Thanks for all the replies, I'll upgrade couch and erlang to the latest
and retest. Yes, this is a single time import, but 70 millions records
at 50 - 60 writes a second doesn't mean a day, it means 2 weeks or
more. I don't mind throwing extra hardware at the problem, but I just
want to make sure I'm throwing extra hardware in the right place and
using existing hardware as best as I can. If writes to all DBs are
serialized in a single thread, then if I partition the data into two DBs
and fire up two copies of couch, I should be able to make use of another
processor on the same machine? I'll test this tomorrow along with the
newer versions.
Thanks,
Josh
Paul Davis wrote:
Erlang 5.5.5 is borked. 5.6.x should be ok.
Also, yes, writes to the database are serialized in a single thread.

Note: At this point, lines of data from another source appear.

//! Read-only snapshots of a running session, shaped for display.

use serde::{Deserialize, Serialize};

use crate::exercise::MatchOption;
use crate::report::SessionSummary;
use crate::types::{CefrLevel, StageKind, TranslationDirection};

/// Where the sequencer is.
#[derive(Debug, Clone, Copy, PartialEq, Eq, Serialize, Deserialize)]
#[serde(tag = "status", content = "stage", rename_all = "snake_case")]
pub enum SequencerState {
    Running(StageKind),
    Done,
    Abandoned,
}

impl SequencerState {
    pub fn is_terminal(self) -> bool {
        !matches!(self, Self::Running(_))
    }
}

/// Position and running score of a session. Observational only.
#[derive(Debug, Clone, Copy, PartialEq, Serialize, Deserialize)]
#[serde(rename_all = "camelCase")]
pub struct ProgressEvent {
    /// Current stage, `None` once the session is over.
    pub stage: Option<StageKind>,
    /// Position of the current task inside its stage.
    pub index: usize,
    /// Number of tasks in the current stage.
    pub total: usize,
    pub running_score: f64,
}

/// The task in front of the learner.
#[derive(Debug, Clone, PartialEq, Serialize, Deserialize)]
#[serde(tag = "kind", rename_all = "snake_case", rename_all_fields = "camelCase")]
pub enum TaskView {
    Translation {
        id: String,
        direction: TranslationDirection,
        word: String,
        variants: Vec<String>,
        #[serde(default, skip_serializing_if = "Option::is_none")]
        audio_url: Option<String>,
        attempts_left: u32,
        ruled_out: Vec<usize>,
        can_skip: bool,
    },
    Spelling {
        id: String,
        prompt: String,
    },
    Pronunciation {
        id: String,
        headline: String,
        subtitle: String,
        recording: bool,
        awaiting_score: bool,
    },
    Context {
        id: String,
        prompt: String,
        #[serde(default, skip_serializing_if = "Option::is_none")]
        level: Option<CefrLevel>,
        pool: Vec<String>,
        picked: Vec<String>,
        #[serde(default, skip_serializing_if = "Option::is_none")]
        wrong_flag: Option<usize>,
    },
    Matching {
        id: String,
        left: Vec<MatchOption>,
        right: Vec<MatchOption>,
        #[serde(default, skip_serializing_if = "Option::is_none")]
        selected_left: Option<usize>,
        #[serde(default, skip_serializing_if = "Option::is_none")]
        selected_right: Option<usize>,
        remaining: usize,
    },
}

#[derive(Debug, Clone, PartialEq, Serialize, Deserialize)]
#[serde(rename_all = "camelCase")]
pub struct SessionView {
    pub state: SequencerState,
    pub progress: ProgressEvent,
    #[serde(default, skip_serializing_if = "Option::is_none")]
    pub task: Option<TaskView>,
    #[serde(default, skip_serializing_if = "Option::is_none")]
    pub summary: Option<SessionSummary>,
}
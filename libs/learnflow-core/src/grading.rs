//! Grading rules per exercise kind.
//!
//! Each rule turns one answer into a [`Grade`]. Stage-level helpers convert the
//! summed points of a stage into its percentage contribution.

use serde::{Deserialize, Serialize};

use crate::distance::{classify, EditClass};
use crate::error::FlowError;
use crate::transport::PronunciationResult;
use crate::types::SpellingTask;

/// Points for a correct typed (spelling or pronunciation) answer.
pub const TYPED_TASK_POINTS: f64 = 3.0;

/// Points for a one-edit spelling miss on a previously mis-learned word.
pub const PARTIAL_CREDIT_POINTS: f64 = 1.0;

/// Scale that spelling and pronunciation are each normalized to.
pub const TYPED_STAGE_SCALE: f64 = 15.0;

/// Contribution of a completed context stage.
pub const CONTEXT_STAGE_POINTS: f64 = 30.0;

/// Contribution of a completed matching stage.
pub const MATCHING_STAGE_POINTS: f64 = 10.0;

/// Points awarded for one answer and whether it counts as correct.
#[derive(Debug, Clone, Copy, PartialEq, Serialize, Deserialize)]
pub struct Grade {
    pub points: f64,
    pub is_correct: bool,
}

impl Grade {
    pub fn zero() -> Self {
        Self {
            points: 0.0,
            is_correct: false,
        }
    }

    fn from_points(points: f64) -> Self {
        Self {
            points,
            is_correct: points > 0.0,
        }
    }
}

/// Trim and lower-case a typed answer.
pub fn normalize_answer(s: &str) -> String {
    s.trim().to_lowercase()
}

/// Grade a resolved translation task. Every correct task is worth
/// `3 × (10 / total)`, so a stage never exceeds 30 whatever its size.
pub fn grade_translation(total_tasks: usize, correct: bool) -> Grade {
    if !correct || total_tasks == 0 {
        return Grade::zero();
    }
    Grade::from_points(3.0 * (10.0 / total_tasks as f64))
}

/// Grade a typed spelling answer.
///
/// A one-edit miss earns partial credit only when the word has exactly one
/// prior mistake.
pub fn grade_spelling(task: &SpellingTask, answer: &str) -> (EditClass, Grade) {
    let class = classify(&normalize_answer(&task.en), &normalize_answer(answer));
    let points = match class {
        EditClass::Exact => TYPED_TASK_POINTS,
        EditClass::OneEdit if task.prior_mistake_count == 1 => PARTIAL_CREDIT_POINTS,
        _ => 0.0,
    };
    (class, Grade::from_points(points))
}

/// Grade the scorer's verdict on a pronunciation clip. A rejected clip or a
/// failed round trip is worth nothing.
pub fn grade_pronunciation(result: &Result<PronunciationResult, FlowError>) -> Grade {
    match result {
        Ok(r) if r.ok && r.points.is_finite() => {
            Grade::from_points(r.points.clamp(0.0, TYPED_TASK_POINTS))
        }
        _ => Grade::zero(),
    }
}

/// Normalize the summed points of a spelling or pronunciation stage to 0–15.
pub fn normalize_typed_stage(raw_sum: f64, task_count: usize) -> f64 {
    if task_count == 0 {
        return 0.0;
    }
    raw_sum / (task_count as f64 * TYPED_TASK_POINTS) * TYPED_STAGE_SCALE
}

/// Context is all-or-nothing: any completed task earns the full stage.
pub fn context_stage_points(completed_tasks: usize) -> f64 {
    if completed_tasks > 0 {
        CONTEXT_STAGE_POINTS
    } else {
        0.0
    }
}

/// Matching has no failure state; it pays out once every pair is matched.
pub fn matching_stage_points(all_matched: bool) -> f64 {
    if all_matched {
        MATCHING_STAGE_POINTS
    } else {
        0.0
    }
}

#[cfg(test)]
mod tests {
    use super::*;

    fn spelling(en: &str, prior_mistake_count: u32) -> SpellingTask {
        SpellingTask {
            id: "s".into(),
            en: en.into(),
            ru: "ru".into(),
            prior_mistake_count,
        }
    }

    #[test]
    fn translation_stage_caps_at_thirty() {
        for n in [1usize, 3, 7, 10, 13] {
            let sum: f64 = (0..n).map(|_| grade_translation(n, true).points).sum();
            assert!((sum - 30.0).abs() < 1e-9, "n = {n}: {sum}");
        }
        assert_eq!(grade_translation(4, false), Grade::zero());
    }

    #[test]
    fn spelling_exact_match_ignores_case_and_padding() {
        let (class, grade) = grade_spelling(&spelling("Cat", 0), "  cAT ");
        assert_eq!(class, EditClass::Exact);
        assert_eq!(grade.points, 3.0);
        assert!(grade.is_correct);
    }

    #[test]
    fn partial_credit_needs_exactly_one_prior_mistake() {
        assert_eq!(grade_spelling(&spelling("cat", 1), "cot").1.points, 1.0);
        assert_eq!(grade_spelling(&spelling("cat", 0), "cot").1.points, 0.0);
        assert_eq!(grade_spelling(&spelling("cat", 2), "cot").1.points, 0.0);
        assert_eq!(grade_spelling(&spelling("cat", 1), "dog").1.points, 0.0);
    }

    #[test]
    fn spelling_stage_normalization() {
        let raw = grade_spelling(&spelling("cat", 0), "cat").1.points
            + grade_spelling(&spelling("dog", 1), "dg").1.points;
        assert_eq!(raw, 4.0);
        assert!((normalize_typed_stage(raw, 2) - 10.0).abs() < 1e-9);
        assert_eq!(normalize_typed_stage(0.0, 0), 0.0);
    }

    #[test]
    fn pronunciation_failures_are_worth_zero() {
        let accepted = Ok(PronunciationResult {
            ok: true,
            points: 3.0,
            dtw: Some(97.5),
        });
        assert_eq!(grade_pronunciation(&accepted).points, 3.0);

        let rejected = Ok(PronunciationResult {
            ok: false,
            points: 3.0,
            dtw: None,
        });
        assert_eq!(grade_pronunciation(&rejected), Grade::zero());

        let failed = Err(FlowError::Transport("reset".into()));
        assert_eq!(grade_pronunciation(&failed), Grade::zero());
    }

    #[test]
    fn pronunciation_points_are_clamped() {
        let inflated = Ok(PronunciationResult {
            ok: true,
            points: 40.0,
            dtw: None,
        });
        assert_eq!(grade_pronunciation(&inflated).points, TYPED_TASK_POINTS);
    }

    #[test]
    fn fixed_stage_points() {
        assert_eq!(context_stage_points(2), 30.0);
        assert_eq!(context_stage_points(0), 0.0);
        assert_eq!(matching_stage_points(true), 10.0);
        assert_eq!(matching_stage_points(false), 0.0);
    }
}
//! Service configuration from the environment.

use std::time::Duration;

use thiserror::Error;

#[derive(Debug, Error, PartialEq, Eq)]
pub enum ConfigError {
    #[error("{0} must be set")]
    Missing(&'static str),

    #[error("{name} is not valid: {value}")]
    Invalid { name: &'static str, value: String },
}

#[derive(Debug, Clone, PartialEq, Eq)]
pub struct Config {
    pub host: String,
    pub port: u16,
    /// Base URL of the vocabulary API.
    pub upstream_url: String,
    /// Bearer token sent to the vocabulary API, if it requires one.
    pub upstream_token: Option<String>,
    /// Fixed shuffle seed for every session. Entropy when unset.
    pub session_seed: Option<u64>,
    /// Upper bound on one upstream round trip, pronunciation scoring included.
    pub upstream_timeout: Duration,
    /// Sessions older than this are abandoned and dropped.
    pub session_ttl: Duration,
}

impl Config {
    /// Read configuration from the process environment.
    ///
    /// Env vars:
    /// - HOST (default 0.0.0.0)
    /// - PORT (default 3000)
    /// - UPSTREAM_URL (required)
    /// - UPSTREAM_TOKEN
    /// - SESSION_SEED
    /// - UPSTREAM_TIMEOUT_SECS (default 20)
    /// - SESSION_TTL_SECS (default 3600)
    pub fn from_env() -> Result<Self, ConfigError> {
        Self::from_lookup(|name| std::env::var(name).ok())
    }

    pub fn from_lookup<F>(lookup: F) -> Result<Self, ConfigError>
    where
        F: Fn(&str) -> Option<String>,
    {
        let host = lookup("HOST").unwrap_or_else(|| "0.0.0.0".to_string());
        let port = match lookup("PORT") {
            Some(value) => value
                .parse()
                .map_err(|_| ConfigError::Invalid { name: "PORT", value })?,
            None => 3000,
        };
        let upstream_url = lookup("UPSTREAM_URL")
            .filter(|url| !url.trim().is_empty())
            .ok_or(ConfigError::Missing("UPSTREAM_URL"))?;
        let upstream_token = lookup("UPSTREAM_TOKEN").filter(|t| !t.is_empty());
        let session_seed = match lookup("SESSION_SEED") {
            Some(value) => Some(
                value
                    .parse()
                    .map_err(|_| ConfigError::Invalid { name: "SESSION_SEED", value })?,
            ),
            None => None,
        };
        let upstream_timeout = seconds(&lookup, "UPSTREAM_TIMEOUT_SECS", 20)?;
        let session_ttl = seconds(&lookup, "SESSION_TTL_SECS", 3600)?;

        Ok(Self {
            host,
            port,
            upstream_url,
            upstream_token,
            session_seed,
            upstream_timeout,
            session_ttl,
        })
    }

    pub fn addr(&self) -> String {
        format!("{}:{}", self.host, self.port)
    }
}

fn seconds<F>(lookup: &F, name: &'static str, default: u64) -> Result<Duration, ConfigError>
where
    F: Fn(&str) -> Option<String>,
{
    let secs = match lookup(name) {
        Some(value) => match value.parse::<u64>() {
            Ok(secs) if secs > 0 => secs,
            _ => return Err(ConfigError::Invalid { name, value }),
        },
        None => default,
    };
    Ok(Duration::from_secs(secs))
}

For reference, when storing data, are you using the _bulk_docs
interface?
Also, in trunk the fsync calls are turned off by default now so you
should notice more speedup there.
Also, if these are archived records, wouldn't this be a single time
cost? Faster is always better, but if it takes a day, is that a big
deal?
HTH
Paul
On Wed, Jan 7, 2009 at 2:55 PM, Josh Bryan <[email protected]> wrote:
Chris Anderson wrote:
On Wed, Jan 7, 2009 at 4:37 PM, Josh Bryan <[email protected]> wrote:
Hi,
I am looking into CouchDB as a solution to store a bunch (approx 70
million) archived documents. While planning for the import process, I
did some benchmarking to figure out how long the import will take. I
get about 50-70 inserts per second on average. However, when I looked
for the bottleneck, I couldn't figure it out. I am connected to the
database via a fast lan and can verify that the network is not
saturated. I can also verify that disk IO is not saturated. The only
clue is that of the 4 cpus on the server, it seems that only one is
getting fully loaded. Also, of the 5 erlang processes I can see
running, only one of them seems to be getting most of the cpu time. I
know that erlang is built with smp enabled, so if it is cpu bound, why
can't it make use of the other 3 processors?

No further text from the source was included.